Smith and Wooten suspected that bumpers, and other dog toys, could leach phthalates and bisphenol A (BPA) into the mouths and bodies of dogs. The chemicals are used to give elasticity to plastic and vinyl and are known endocrine disruptors that mimic estrogen or act as anti-androgens. Studies indicate they could lead to negative health effects.
To test for the chemicals, the researchers created simulated dog saliva, then simulated chewing by squeezing purchased bumpers and dog toys with stainless steel salad tongs. Some bumpers and toys were also weathered outside to determine if older toys gave off more chemicals.

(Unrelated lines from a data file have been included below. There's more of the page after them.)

use thiserror::Error;

use crate::scangroup::ports::PortPolicyError;
use crate::validation::FieldErrors;

#[derive(Debug, Error)]
pub enum ConsoleError {
    #[error("Configuration error: {0}")]
    Config(String),

    #[error("missing user context")]
    MissingUserContext,

    #[error("user account disabled")]
    AccountDisabled,

    #[error("{0}")]
    Unauthorized(String),

    #[error("{0}")]
    InvalidParameter(String),

    #[error("{0}")]
    BadRequest(String),

    #[error("{0}")]
    Conflict(String),

    #[error("{0}")]
    QuotaExceeded(String),

    #[error("{0}")]
    FieldValidation(FieldErrors),

    #[error("{0}")]
    PortPolicy(#[from] PortPolicyError),

    #[error("Not found: {0}")]
    NotFound(String),

    #[error("organization id mismatch: expected {expected}, got {actual}")]
    OrgMismatch { expected: i32, actual: i32 },

    #[error("Backend unavailable: {0}")]
    Unavailable(String),

    #[error("Network error: {0}")]
    Network(String),

    #[error("Timeout: {0}")]
    Timeout(String),

    #[error("Backend rejected request: {0}")]
    Rejected(String),

    #[error("{0}")]
    Internal(String),

    #[error("IO error: {0}")]
    Io(#[from] std::io::Error),

    #[error("JSON error: {0}")]
    Json(#[from] serde_json::Error),

    #[error("YAML error: {0}")]
    Yaml(#[from] serde_yaml::Error),
}

impl From<reqwest::Error> for ConsoleError {
    fn from(e: reqwest::Error) -> Self {
        if e.is_timeout() {
            ConsoleError::Timeout(e.to_string())
        } else if let Some(status) = e.status() {
            ConsoleError::from_backend_status(status.as_u16(), e.to_string())
        } else {
            ConsoleError::Network(e.to_string())
        }
    }
}

impl ConsoleError {
    /// Map a non-success backend status code onto the error taxonomy.
    pub fn from_backend_status(status: u16, body: String) -> Self {
        match status {
            404 => ConsoleError::NotFound(body),
            408 | 504 => ConsoleError::Timeout(body),
            500..=599 => ConsoleError::Unavailable(body),
            _ => ConsoleError::Rejected(format!("status {}: {}", status, body)),
        }
    }

    /// Message shown to API callers. Collaborator failures are masked.
    pub fn public_message(&self) -> String {
        match self {
            ConsoleError::OrgMismatch { .. }
            | ConsoleError::Unavailable(_)
            | ConsoleError::Network(_)
            | ConsoleError::Timeout(_)
            | ConsoleError::Rejected(_)
            | ConsoleError::Io(_)
            | ConsoleError::Json(_)
            | ConsoleError::Yaml(_)
            | ConsoleError::Config(_) => "internal error".to_string(),
            other => other.to_string(),
        }
    }
}

#[cfg(test)]
mod tests {
    use super::*;

    #[test]
    fn test_backend_status_mapping() {
        assert!(matches!(ConsoleError::from_backend_status(404, "x".into()), ConsoleError::NotFound(_)));
        assert!(matches!(ConsoleError::from_backend_status(503, "x".into()), ConsoleError::Unavailable(_)));
        assert!(matches!(ConsoleError::from_backend_status(504, "x".into()), ConsoleError::Timeout(_)));
        assert!(matches!(ConsoleError::from_backend_status(400, "x".into()), ConsoleError::Rejected(_)));
    }

    #[test]
    fn test_public_message_masks_backend_detail() {
        let err = ConsoleError::Unavailable("dial tcp 10.0.0.4:8443: refused".into());
        assert_eq!(err.public_message(), "internal error");

        let err = ConsoleError::QuotaExceeded("this pricing plan only allows one scan group".into());
        assert_eq!(err.public_message(), "this pricing plan only allows one scan group");
    }
}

"We found that the aging or weathering the toys increased concentrations of BPA and phthalates," Smith said. "The toys had lower concentrations of phthalates than the bumpers, so that's good news. But they also had some other chemicals that mimicked estrogen. We need to find out what those are."
Wooten explained that BPA and phthalates can have effects on developing fetuses and can have a lifelong effect on offspring of lab animals. Studies on humans have resulted in mixed conclusions, but concern was enough to warrant the U.S. government banning the use of BPA in baby bottles this year.
Questions still remain about how much of these chemicals actually leach into a dog's mouth during play.
"The interaction of pet health and environmental chemicals is understudied," Wooten said. "What may be a safe dose for one species isn't always a good measure for another species. But the amount of BPA and phthalates we found from the bumpers would be considered on the high end of what you might find in children's toys."